Collected data

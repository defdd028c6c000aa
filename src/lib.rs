//! # lminspect: Incremental Language-Model Code Inspection
//!
//! Sends Java source to a chat model, asks it to annotate code that could use
//! newer language features, and turns the annotations into structured
//! findings. Findings are cached per code unit by content hash so that only
//! edited methods are re-inspected, and are presented through several
//! renderers that merge updates instead of redrawing.
//!
//! ## Architecture
//!
//! - **[`symbols`]**: Documents, Tree-sitter outline, code units and content hashes
//! - **[`inspection`]**: Findings, problems and severities
//! - **[`copilot`]**: Transcript encoding, chat round trip with continuation, reply parsing
//! - **[`cache`]**: Content-addressed per-unit finding cache
//! - **[`debounce`]**: Keyed debouncing of bursts of calls
//! - **[`inspector`]**: Cached, debounced and whole-document inspection entry points
//! - **[`render`]**: Diagnostic, gutter icon, code lens and ruler renderers plus orchestration
//! - **[`config`]**: Configuration loading and validation

pub mod cache;
pub mod config;
pub mod copilot;
pub mod debounce;
pub mod inspection;
pub mod inspector;
pub mod render;
pub mod symbols;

- Your task: Repeat every record, keeping each word and mark exactly as it is.

- Final answer:
repository defdd028c6c000aa
filename src/lib.rs
//! # lminspect: Incremental Language-Model Code Inspection
//!
//! Sends Java source to a chat model, asks it to annotate code that could use
//! newer language features, and turns the annotations into structured
//! findings. Findings are cached per code unit by content hash so that only
//! edited methods are re-inspected, and are presented through several
//! renderers that merge updates instead of redrawing.
//!
//! ## Architecture
//!
//! - **[`symbols`]**: Documents, Tree-sitter outline, code units and content hashes
//! - **[`inspection`]**: Findings, problems and severities
//! - **[`copilot`]**: Transcript encoding, chat round trip with continuation, reply parsing
//! - **[`cache`]**: Content-addressed per-unit finding cache
//! - **[`debounce`]**: Keyed debouncing of bursts of calls
//! - **[`inspector`]**: Cached, debounced and whole-document inspection entry points
//! - **[`render`]**: Diagnostic, gutter icon, code lens and ruler renderers plus orchestration
//! - **[`config`]**: Configuration loading and validation

pub mod cache;
pub mod config;
pub mod copilot;
pub mod debounce;
pub mod inspection;
pub mod inspector;
pub mod render;
pub mod symbols;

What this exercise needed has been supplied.